**EXERCISE DIRECTIONS:** Among the entries below, find all lines that include "FromStr" and copy them.

-- RECORDS FOR THE EXERCISE follows --

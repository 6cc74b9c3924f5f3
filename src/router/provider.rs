//! Provider Identifiers
//!
//! The closed set of AI vendors the dispatcher can route to.

use crate::error::{DispatchError, Result};
use serde::{Deserialize, Serialize};
use std::fmt;
use std::str::FromStr;

/// An external AI text-completion vendor
#[derive(Debug, Clone, Copy, PartialEq, Eq, Hash, PartialOrd, Ord, Serialize, Deserialize)]
#[serde(rename_all = "lowercase")]
pub enum ProviderId {
    Gemini,
    #[serde(rename = "openai")]
    OpenAi,
    Anthropic,
    Perplexity,
}

impl ProviderId {
    /// All providers in canonical order
    pub const ALL: [ProviderId; 4] = [
        ProviderId::Gemini,
        ProviderId::OpenAi,
        ProviderId::Anthropic,
        ProviderId::Perplexity,
    ];

    /// Lowercase wire name (e.g. "openai")
    pub fn as_str(&self) -> &'static str {
        match self {
            ProviderId::Gemini => "gemini",
            ProviderId::OpenAi => "openai",
            ProviderId::Anthropic => "anthropic",
            ProviderId::Perplexity => "perplexity",
        }
    }

    /// Uppercase stem used in environment variable names (e.g. `GEMINI_API_KEY_1`)
    pub fn env_stem(&self) -> &'static str {
        match self {
            ProviderId::Gemini => "GEMINI",
            ProviderId::OpenAi => "OPENAI",
            ProviderId::Anthropic => "ANTHROPIC",
            ProviderId::Perplexity => "PERPLEXITY",
        }
    }

    /// Human-readable name for logs and CLI output
    pub fn display_name(&self) -> &'static str {
        match self {
            ProviderId::Gemini => "Google Gemini",
            ProviderId::OpenAi => "OpenAI",
            ProviderId::Anthropic => "Anthropic",
            ProviderId::Perplexity => "Perplexity",
        }
    }

    /// Position in canonical order
    pub fn index(&self) -> usize {
        match self {
            ProviderId::Gemini => 0,
            ProviderId::OpenAi => 1,
            ProviderId::Anthropic => 2,
            ProviderId::Perplexity => 3,
        }
    }
}

impl fmt::Display for ProviderId {
    fn fmt(&self, f: &mut fmt::Formatter<'_>) -> fmt::Result {
        f.pad(self.as_str())
    }
}

impl FromStr for ProviderId {
    type Err = DispatchError;

    fn from_str(s: &str) -> Result<Self> {
        let lower = s.trim().to_ascii_lowercase();
        ProviderId::ALL
            .into_iter()
            .find(|p| p.as_str() == lower)
            .ok_or_else(|| {
                DispatchError::Config(format!(
                    "Unknown provider '{}'. Expected one of: gemini, openai, anthropic, perplexity",
                    s
                ))
            })
    }
}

-- RECORDS FOR THE EXERCISE concluded --

**TASK RESULT:**
use std::str::FromStr;
impl FromStr for ProviderId {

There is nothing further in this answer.